§ STORED DATA:
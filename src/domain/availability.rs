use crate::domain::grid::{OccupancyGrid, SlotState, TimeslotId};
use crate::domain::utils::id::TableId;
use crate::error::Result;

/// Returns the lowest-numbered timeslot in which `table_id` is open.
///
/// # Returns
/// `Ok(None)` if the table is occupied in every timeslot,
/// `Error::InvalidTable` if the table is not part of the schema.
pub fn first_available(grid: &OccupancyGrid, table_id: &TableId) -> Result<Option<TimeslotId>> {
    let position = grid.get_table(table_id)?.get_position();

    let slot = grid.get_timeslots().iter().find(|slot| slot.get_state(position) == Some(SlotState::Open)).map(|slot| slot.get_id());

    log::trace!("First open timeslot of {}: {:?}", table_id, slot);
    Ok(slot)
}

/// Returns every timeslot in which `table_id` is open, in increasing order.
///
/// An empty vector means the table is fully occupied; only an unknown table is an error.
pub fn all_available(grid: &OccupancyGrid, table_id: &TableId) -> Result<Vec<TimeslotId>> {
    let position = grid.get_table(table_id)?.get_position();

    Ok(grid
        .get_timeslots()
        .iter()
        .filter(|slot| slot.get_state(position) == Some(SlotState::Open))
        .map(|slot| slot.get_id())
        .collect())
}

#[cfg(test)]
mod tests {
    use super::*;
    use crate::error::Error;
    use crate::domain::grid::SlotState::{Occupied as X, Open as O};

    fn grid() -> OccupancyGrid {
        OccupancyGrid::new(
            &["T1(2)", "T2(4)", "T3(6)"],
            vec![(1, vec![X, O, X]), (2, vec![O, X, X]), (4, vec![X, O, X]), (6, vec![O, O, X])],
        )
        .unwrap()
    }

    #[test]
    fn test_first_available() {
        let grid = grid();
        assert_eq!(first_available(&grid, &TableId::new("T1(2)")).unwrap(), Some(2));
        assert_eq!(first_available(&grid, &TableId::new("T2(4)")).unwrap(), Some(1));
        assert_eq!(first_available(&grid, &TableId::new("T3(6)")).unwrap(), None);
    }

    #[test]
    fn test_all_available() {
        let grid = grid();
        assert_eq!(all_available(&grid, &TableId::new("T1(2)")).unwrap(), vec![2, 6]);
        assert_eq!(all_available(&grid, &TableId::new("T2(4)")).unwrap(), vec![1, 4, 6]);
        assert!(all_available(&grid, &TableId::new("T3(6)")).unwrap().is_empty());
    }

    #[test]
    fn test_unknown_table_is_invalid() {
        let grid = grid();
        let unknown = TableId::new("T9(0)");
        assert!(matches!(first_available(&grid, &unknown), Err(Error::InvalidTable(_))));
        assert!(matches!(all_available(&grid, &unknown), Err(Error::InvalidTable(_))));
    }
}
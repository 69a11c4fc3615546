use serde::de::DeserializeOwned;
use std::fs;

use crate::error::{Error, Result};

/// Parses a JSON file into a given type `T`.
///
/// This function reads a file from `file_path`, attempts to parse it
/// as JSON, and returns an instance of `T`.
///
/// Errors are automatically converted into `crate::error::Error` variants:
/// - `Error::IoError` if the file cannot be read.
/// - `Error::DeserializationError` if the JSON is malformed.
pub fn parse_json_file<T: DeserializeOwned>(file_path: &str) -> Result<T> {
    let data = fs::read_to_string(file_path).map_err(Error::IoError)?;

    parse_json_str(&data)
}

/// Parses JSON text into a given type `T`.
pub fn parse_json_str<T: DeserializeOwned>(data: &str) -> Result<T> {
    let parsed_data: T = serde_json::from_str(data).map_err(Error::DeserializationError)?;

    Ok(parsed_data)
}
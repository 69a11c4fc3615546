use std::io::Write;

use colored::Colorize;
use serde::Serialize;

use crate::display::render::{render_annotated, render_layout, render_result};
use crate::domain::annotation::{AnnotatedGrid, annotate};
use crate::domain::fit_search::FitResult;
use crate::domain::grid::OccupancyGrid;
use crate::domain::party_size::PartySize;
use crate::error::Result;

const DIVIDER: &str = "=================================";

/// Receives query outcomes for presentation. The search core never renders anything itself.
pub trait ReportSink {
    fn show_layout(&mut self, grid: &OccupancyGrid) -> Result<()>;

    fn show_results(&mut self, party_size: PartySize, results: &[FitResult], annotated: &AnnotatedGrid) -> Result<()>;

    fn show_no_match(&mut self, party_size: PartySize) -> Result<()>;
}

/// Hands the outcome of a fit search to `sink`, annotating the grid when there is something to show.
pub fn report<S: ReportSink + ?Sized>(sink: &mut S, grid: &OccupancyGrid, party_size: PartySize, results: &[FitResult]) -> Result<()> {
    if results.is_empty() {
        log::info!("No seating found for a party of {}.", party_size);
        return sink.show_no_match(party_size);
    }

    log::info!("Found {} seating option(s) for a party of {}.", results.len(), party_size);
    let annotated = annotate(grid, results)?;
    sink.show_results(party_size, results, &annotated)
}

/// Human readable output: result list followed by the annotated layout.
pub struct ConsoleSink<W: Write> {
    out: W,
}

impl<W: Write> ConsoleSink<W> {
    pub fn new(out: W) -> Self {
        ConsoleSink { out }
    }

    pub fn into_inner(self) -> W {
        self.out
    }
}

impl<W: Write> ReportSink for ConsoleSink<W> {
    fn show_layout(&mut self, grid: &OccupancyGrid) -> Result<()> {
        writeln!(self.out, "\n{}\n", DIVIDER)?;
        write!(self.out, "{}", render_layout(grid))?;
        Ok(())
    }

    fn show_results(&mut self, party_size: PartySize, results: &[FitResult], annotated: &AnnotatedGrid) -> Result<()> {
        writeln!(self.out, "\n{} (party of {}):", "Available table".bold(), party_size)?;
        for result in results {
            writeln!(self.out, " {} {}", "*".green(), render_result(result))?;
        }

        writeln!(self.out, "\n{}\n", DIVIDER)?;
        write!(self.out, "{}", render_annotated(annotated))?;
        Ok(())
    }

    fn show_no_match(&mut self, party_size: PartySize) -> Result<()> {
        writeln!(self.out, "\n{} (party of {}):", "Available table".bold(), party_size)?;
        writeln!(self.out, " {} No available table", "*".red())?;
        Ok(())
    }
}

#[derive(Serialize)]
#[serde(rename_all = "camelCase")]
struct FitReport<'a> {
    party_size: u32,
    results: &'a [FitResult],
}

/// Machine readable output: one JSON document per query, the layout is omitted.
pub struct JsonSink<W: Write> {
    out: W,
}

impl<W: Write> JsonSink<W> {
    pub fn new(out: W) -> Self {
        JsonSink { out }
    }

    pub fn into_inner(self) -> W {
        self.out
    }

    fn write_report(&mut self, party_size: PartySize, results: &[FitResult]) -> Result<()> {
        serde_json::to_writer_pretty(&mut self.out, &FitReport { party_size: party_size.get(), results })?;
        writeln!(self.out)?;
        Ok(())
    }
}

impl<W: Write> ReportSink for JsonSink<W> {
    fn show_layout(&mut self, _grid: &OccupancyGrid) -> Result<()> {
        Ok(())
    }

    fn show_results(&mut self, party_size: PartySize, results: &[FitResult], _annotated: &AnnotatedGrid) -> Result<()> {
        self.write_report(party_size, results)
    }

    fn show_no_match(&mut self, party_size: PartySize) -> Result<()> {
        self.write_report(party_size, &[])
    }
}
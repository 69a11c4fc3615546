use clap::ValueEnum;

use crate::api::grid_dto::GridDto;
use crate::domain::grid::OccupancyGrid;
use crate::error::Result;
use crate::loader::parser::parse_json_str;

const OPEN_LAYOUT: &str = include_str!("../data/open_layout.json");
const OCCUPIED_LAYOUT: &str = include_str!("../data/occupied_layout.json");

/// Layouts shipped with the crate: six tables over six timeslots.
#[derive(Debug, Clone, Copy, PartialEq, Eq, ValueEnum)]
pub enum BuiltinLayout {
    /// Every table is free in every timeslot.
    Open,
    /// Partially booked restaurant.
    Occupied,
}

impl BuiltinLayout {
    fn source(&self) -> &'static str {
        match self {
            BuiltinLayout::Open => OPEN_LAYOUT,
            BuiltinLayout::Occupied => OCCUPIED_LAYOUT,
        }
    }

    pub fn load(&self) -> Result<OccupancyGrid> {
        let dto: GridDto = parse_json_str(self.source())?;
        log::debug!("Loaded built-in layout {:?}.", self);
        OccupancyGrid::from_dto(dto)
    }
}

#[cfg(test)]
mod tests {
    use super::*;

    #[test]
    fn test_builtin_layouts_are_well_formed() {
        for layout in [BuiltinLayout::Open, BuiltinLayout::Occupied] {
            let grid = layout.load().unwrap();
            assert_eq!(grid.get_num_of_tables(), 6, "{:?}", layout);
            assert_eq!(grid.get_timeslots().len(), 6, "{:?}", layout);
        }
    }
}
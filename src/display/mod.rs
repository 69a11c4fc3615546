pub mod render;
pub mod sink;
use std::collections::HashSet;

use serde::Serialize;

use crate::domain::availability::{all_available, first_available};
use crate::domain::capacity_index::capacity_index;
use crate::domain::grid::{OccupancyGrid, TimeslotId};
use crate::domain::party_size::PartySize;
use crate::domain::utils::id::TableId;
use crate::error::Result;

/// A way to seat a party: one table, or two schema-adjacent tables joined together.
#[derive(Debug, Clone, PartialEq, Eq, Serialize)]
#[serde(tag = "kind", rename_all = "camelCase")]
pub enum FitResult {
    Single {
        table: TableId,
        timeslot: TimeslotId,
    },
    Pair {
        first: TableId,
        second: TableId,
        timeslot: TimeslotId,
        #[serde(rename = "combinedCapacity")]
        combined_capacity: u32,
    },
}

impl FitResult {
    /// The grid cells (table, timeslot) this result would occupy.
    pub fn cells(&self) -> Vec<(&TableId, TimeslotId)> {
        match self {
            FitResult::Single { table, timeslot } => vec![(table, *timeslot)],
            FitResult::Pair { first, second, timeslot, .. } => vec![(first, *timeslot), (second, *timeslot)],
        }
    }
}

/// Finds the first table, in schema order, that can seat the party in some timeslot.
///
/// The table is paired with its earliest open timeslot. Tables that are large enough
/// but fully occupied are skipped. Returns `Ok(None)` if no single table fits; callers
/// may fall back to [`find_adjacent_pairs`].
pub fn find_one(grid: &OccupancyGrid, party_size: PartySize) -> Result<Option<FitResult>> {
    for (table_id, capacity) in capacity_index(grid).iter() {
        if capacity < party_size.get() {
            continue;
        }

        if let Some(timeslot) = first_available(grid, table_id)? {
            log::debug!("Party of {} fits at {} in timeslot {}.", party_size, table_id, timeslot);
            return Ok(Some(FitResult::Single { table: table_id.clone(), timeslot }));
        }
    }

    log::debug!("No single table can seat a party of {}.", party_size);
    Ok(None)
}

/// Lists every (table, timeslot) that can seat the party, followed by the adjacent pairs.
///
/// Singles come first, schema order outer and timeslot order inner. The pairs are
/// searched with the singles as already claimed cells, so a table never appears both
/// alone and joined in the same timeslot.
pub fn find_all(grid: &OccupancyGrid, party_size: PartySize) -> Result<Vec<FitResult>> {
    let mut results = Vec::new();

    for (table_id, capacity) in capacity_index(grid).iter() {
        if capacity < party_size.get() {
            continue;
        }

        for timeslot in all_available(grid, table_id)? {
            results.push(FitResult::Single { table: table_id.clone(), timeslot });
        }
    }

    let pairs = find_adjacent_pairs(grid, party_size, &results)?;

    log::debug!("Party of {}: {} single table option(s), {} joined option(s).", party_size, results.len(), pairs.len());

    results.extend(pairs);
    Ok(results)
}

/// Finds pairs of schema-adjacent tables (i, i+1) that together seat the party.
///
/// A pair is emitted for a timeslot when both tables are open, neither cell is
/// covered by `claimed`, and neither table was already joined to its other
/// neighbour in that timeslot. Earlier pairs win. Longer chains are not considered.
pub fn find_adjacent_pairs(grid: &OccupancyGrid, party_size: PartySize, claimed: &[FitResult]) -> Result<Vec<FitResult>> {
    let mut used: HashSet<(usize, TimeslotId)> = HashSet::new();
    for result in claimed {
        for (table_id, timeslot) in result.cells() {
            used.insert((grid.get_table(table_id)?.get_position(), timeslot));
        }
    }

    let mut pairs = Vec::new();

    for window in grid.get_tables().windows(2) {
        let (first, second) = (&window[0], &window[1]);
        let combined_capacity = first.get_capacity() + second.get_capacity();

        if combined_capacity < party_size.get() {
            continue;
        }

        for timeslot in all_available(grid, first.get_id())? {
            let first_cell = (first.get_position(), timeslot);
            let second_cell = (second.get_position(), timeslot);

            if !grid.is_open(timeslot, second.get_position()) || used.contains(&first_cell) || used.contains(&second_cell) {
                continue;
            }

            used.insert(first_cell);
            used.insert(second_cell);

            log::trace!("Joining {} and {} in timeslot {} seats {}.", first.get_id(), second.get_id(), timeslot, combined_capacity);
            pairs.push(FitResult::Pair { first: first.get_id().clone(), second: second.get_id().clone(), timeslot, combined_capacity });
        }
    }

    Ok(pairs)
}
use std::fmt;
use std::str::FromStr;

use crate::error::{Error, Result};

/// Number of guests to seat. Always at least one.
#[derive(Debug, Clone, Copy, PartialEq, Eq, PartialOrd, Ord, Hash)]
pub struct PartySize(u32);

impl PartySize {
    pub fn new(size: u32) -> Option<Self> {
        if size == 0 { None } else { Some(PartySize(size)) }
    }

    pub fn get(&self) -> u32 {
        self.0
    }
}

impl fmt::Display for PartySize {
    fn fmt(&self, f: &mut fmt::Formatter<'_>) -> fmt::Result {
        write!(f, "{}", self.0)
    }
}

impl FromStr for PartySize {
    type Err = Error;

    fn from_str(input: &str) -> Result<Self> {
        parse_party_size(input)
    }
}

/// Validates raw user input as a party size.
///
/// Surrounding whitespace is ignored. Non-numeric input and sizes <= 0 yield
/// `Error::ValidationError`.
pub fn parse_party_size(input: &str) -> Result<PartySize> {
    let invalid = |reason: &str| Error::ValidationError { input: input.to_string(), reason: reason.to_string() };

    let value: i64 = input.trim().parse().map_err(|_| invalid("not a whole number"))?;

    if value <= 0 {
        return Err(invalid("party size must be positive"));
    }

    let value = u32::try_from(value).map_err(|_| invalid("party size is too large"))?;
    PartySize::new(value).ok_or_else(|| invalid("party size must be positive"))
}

§ ASSIGNED TASK: I'd like an exact copy of the lines above, from the very first one through the line that contains "pub fn first_available(grid: &OccupancyGrid, table_id: &TableId)", with nothing else added.

§ ANSWER TO THE PROBLEM:
filename src/domain/availability.rs
use crate::domain::grid::{OccupancyGrid, SlotState, TimeslotId};
use crate::domain::utils::id::TableId;
use crate::error::Result;

/// Returns the lowest-numbered timeslot in which `table_id` is open.
///
/// # Returns
/// `Ok(None)` if the table is occupied in every timeslot,
/// `Error::InvalidTable` if the table is not part of the schema.
pub fn first_available(grid: &OccupancyGrid, table_id: &TableId) -> Result<Option<TimeslotId>> {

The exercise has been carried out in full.